▸ Aim of the task
Only the number should be given: how many lines below contain "listing".

▸ Provided records

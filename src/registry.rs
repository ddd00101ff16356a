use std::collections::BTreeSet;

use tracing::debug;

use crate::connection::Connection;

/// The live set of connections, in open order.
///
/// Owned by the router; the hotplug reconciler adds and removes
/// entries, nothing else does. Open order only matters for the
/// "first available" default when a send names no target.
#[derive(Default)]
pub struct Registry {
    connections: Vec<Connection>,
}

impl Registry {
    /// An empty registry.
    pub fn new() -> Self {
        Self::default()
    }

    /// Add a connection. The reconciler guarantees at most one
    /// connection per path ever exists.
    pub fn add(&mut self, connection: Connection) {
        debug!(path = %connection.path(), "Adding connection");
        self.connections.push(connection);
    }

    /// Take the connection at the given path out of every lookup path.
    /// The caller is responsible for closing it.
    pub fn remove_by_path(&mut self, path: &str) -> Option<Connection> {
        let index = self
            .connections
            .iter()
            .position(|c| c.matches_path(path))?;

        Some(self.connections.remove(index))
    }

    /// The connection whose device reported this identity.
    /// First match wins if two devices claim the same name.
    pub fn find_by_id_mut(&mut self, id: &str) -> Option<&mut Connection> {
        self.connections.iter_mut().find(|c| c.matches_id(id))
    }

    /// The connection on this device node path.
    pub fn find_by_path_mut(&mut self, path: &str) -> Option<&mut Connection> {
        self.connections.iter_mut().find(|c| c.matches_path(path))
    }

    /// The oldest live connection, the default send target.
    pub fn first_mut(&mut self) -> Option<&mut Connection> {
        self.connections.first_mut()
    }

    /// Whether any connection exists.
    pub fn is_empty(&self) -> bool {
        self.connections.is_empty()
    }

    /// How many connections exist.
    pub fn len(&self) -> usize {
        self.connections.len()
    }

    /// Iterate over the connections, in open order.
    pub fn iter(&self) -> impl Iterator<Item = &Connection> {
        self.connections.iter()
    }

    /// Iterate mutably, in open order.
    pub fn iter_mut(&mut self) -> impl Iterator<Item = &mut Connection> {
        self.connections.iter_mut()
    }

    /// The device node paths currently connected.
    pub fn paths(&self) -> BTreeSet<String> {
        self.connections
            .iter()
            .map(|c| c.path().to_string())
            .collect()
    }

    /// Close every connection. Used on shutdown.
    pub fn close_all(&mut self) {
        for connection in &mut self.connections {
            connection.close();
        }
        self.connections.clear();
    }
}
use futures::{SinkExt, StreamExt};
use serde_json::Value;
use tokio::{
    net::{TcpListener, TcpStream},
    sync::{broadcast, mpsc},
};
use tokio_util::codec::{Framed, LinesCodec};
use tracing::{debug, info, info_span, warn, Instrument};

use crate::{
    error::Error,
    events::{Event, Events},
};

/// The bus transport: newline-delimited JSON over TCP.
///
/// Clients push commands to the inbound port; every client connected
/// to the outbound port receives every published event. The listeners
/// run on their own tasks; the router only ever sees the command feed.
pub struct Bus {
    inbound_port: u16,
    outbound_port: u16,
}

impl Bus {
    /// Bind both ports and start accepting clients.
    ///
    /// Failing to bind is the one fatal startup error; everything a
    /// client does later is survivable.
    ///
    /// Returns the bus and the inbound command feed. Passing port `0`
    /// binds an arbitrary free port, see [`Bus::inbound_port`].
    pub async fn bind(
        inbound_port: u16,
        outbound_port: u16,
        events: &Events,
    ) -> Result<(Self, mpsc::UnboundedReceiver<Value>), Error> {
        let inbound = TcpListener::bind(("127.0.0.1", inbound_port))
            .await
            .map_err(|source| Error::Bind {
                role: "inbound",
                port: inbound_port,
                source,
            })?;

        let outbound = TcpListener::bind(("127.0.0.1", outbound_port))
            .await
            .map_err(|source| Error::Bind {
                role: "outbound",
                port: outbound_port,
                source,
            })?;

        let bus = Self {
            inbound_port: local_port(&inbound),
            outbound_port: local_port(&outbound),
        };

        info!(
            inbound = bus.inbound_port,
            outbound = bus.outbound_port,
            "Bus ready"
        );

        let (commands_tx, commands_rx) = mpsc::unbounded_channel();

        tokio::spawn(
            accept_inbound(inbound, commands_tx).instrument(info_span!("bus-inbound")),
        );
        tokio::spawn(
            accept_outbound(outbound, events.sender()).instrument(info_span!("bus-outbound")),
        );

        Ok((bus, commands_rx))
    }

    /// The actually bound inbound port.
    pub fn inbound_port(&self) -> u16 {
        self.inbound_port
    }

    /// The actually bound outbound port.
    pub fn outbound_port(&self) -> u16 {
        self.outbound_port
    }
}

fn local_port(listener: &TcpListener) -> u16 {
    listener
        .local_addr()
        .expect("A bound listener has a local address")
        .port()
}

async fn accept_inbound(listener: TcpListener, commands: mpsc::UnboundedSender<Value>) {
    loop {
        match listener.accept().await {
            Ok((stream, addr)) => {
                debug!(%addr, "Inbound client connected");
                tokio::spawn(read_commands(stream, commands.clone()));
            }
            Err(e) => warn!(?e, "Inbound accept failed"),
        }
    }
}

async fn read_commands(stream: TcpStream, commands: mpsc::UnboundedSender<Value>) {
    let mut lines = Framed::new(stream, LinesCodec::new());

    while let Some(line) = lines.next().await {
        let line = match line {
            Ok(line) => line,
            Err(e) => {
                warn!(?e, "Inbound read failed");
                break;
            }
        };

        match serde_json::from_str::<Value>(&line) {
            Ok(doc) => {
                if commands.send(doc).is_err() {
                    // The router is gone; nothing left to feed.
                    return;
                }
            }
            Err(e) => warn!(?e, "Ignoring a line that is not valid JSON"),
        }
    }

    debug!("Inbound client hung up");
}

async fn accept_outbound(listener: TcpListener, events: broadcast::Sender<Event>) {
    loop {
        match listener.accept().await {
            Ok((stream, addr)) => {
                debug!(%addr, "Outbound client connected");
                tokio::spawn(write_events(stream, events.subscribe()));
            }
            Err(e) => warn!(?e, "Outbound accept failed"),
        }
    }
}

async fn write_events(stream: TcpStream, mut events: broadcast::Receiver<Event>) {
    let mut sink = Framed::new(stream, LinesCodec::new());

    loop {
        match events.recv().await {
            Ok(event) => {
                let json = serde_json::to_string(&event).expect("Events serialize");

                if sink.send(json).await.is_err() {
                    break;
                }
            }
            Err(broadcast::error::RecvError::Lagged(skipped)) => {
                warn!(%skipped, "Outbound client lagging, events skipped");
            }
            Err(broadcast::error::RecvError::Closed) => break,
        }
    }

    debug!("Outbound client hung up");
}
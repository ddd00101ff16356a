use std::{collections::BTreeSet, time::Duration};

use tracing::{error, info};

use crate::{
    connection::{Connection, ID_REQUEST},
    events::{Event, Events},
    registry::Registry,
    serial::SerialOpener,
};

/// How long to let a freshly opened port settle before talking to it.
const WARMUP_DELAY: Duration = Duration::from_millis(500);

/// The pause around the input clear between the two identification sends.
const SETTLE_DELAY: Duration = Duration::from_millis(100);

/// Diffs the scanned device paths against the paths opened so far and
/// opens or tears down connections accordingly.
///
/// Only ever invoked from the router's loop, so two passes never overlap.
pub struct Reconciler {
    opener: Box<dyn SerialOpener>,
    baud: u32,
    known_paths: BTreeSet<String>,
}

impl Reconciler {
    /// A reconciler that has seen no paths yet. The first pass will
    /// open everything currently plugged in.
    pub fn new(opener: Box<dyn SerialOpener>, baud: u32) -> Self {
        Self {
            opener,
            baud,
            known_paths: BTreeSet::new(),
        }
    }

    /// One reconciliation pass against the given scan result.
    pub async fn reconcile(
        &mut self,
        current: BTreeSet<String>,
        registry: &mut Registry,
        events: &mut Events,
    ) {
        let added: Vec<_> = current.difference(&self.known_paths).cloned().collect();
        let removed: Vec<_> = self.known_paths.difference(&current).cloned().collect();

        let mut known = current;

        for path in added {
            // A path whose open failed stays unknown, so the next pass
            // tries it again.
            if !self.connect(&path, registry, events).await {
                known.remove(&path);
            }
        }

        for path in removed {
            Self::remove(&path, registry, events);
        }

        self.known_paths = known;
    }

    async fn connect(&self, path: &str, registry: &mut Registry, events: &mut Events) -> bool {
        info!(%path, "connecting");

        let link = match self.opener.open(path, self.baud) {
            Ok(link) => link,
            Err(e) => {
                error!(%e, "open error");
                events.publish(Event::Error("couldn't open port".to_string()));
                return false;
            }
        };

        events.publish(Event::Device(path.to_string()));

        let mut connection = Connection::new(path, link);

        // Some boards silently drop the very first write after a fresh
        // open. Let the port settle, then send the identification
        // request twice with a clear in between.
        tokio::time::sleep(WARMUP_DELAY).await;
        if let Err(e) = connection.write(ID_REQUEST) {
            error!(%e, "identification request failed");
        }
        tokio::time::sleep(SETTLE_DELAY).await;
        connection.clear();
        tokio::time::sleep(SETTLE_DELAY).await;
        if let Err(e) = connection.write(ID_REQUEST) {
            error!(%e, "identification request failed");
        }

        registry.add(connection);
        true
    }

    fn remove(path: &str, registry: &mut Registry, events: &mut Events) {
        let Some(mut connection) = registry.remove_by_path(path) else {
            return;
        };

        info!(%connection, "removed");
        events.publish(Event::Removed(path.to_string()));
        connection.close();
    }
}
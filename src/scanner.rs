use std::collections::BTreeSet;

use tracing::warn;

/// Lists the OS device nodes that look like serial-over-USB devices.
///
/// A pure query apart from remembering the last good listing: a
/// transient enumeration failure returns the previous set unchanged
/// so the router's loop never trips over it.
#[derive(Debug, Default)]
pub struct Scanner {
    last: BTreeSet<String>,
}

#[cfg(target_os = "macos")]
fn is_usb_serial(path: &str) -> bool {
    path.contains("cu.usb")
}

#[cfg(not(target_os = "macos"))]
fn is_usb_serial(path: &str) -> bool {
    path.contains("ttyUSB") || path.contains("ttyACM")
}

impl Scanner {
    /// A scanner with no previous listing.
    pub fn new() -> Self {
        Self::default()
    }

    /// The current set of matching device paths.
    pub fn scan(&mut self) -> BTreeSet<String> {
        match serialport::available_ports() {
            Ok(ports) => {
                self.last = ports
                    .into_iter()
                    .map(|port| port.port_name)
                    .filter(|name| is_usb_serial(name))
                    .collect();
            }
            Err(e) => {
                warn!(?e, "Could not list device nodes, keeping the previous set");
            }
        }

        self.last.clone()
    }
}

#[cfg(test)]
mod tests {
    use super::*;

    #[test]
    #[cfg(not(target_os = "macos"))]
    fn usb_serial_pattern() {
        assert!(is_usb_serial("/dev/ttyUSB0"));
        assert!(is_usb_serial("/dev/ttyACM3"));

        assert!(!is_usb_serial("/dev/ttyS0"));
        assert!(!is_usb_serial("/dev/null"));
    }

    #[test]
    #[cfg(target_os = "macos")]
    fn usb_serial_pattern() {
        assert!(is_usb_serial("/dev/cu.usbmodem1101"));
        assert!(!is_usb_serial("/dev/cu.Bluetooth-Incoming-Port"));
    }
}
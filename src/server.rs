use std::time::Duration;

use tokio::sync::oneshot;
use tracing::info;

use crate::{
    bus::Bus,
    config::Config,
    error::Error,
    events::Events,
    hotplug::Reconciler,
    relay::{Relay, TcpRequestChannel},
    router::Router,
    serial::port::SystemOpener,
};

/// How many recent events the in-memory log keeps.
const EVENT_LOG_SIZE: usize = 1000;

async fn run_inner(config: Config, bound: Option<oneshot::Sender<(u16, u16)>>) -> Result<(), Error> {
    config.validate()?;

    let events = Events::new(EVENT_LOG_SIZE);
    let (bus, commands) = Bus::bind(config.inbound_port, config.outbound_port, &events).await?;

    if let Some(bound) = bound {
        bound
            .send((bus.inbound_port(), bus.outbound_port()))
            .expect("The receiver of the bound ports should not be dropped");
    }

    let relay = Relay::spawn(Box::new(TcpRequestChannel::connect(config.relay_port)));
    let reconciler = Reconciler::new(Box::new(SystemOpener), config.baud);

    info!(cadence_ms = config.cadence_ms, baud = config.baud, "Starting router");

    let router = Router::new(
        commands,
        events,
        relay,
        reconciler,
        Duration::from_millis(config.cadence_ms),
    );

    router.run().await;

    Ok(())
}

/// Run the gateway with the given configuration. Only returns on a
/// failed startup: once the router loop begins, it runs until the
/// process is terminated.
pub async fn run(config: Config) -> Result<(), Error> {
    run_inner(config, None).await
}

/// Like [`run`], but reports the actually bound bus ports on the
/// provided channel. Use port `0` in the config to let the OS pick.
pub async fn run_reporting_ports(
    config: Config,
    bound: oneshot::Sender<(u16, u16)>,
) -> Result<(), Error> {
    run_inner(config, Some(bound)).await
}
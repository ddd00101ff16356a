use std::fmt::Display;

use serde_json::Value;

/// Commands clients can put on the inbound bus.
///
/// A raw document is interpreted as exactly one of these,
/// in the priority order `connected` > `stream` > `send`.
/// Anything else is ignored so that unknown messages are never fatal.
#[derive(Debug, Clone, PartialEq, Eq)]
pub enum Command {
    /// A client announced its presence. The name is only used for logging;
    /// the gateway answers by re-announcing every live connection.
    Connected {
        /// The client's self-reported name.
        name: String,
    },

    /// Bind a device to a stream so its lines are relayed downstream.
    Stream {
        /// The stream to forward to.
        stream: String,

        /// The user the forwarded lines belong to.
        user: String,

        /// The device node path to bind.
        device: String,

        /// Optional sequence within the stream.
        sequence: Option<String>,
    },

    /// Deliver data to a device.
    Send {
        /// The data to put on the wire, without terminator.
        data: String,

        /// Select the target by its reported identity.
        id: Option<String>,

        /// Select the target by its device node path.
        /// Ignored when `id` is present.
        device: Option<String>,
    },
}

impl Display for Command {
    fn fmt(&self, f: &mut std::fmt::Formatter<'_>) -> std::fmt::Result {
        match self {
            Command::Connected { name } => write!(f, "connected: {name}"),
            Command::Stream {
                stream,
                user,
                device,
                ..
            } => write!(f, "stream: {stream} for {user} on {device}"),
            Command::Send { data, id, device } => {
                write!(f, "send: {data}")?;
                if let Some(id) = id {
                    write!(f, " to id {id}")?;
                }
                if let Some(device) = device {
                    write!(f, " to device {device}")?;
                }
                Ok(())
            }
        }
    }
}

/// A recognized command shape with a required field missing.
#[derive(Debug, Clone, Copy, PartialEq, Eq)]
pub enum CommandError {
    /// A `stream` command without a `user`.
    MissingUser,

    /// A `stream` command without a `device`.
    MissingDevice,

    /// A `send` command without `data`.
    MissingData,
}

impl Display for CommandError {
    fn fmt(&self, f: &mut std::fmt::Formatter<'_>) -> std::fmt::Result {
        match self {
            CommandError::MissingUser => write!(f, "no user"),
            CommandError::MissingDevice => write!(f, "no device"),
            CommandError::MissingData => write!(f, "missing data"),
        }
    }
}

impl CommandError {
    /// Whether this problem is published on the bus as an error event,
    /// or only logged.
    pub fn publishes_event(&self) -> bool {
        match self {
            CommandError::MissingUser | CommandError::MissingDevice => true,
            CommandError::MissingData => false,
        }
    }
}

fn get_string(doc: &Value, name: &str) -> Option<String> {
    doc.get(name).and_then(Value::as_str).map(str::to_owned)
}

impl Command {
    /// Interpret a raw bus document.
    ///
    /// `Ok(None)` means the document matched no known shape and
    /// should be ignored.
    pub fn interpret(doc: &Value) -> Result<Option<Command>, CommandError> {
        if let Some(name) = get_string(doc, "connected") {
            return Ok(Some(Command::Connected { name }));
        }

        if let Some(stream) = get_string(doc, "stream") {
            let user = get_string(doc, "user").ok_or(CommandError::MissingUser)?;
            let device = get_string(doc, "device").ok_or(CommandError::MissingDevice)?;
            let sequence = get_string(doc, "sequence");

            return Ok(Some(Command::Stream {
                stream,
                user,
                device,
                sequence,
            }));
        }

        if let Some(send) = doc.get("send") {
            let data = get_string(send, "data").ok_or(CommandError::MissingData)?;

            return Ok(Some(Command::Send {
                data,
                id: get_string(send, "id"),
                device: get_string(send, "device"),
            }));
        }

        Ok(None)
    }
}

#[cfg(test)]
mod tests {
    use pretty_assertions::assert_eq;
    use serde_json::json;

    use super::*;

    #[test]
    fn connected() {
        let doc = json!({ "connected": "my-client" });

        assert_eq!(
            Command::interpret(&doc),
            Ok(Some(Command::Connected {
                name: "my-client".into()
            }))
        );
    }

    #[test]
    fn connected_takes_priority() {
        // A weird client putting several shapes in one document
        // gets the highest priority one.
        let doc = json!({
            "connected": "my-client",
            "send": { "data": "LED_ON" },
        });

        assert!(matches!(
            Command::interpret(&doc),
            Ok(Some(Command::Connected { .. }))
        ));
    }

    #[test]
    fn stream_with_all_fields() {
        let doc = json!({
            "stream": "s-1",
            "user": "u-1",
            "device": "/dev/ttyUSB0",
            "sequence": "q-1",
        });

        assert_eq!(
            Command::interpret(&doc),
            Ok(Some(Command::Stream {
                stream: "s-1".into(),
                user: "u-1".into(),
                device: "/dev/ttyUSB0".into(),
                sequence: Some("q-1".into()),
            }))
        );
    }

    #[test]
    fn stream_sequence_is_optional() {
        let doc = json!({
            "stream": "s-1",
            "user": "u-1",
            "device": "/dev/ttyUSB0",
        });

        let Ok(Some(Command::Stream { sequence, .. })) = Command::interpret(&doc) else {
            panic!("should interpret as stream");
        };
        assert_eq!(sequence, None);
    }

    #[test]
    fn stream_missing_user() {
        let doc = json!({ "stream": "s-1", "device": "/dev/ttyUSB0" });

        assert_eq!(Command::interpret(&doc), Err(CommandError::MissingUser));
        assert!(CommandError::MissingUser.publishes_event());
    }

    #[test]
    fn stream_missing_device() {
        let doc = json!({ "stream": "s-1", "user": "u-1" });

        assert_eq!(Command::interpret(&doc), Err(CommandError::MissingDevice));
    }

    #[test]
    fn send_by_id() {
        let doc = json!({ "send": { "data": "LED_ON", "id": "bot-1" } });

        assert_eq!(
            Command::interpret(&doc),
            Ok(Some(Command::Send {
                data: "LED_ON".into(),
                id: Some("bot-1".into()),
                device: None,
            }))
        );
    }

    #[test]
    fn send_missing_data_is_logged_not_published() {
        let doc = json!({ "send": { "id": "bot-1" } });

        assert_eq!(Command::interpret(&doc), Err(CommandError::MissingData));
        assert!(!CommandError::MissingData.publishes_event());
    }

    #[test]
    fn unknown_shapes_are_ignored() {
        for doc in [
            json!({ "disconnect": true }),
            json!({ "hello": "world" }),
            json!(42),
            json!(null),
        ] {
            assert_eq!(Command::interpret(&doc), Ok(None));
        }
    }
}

▸ Response area
2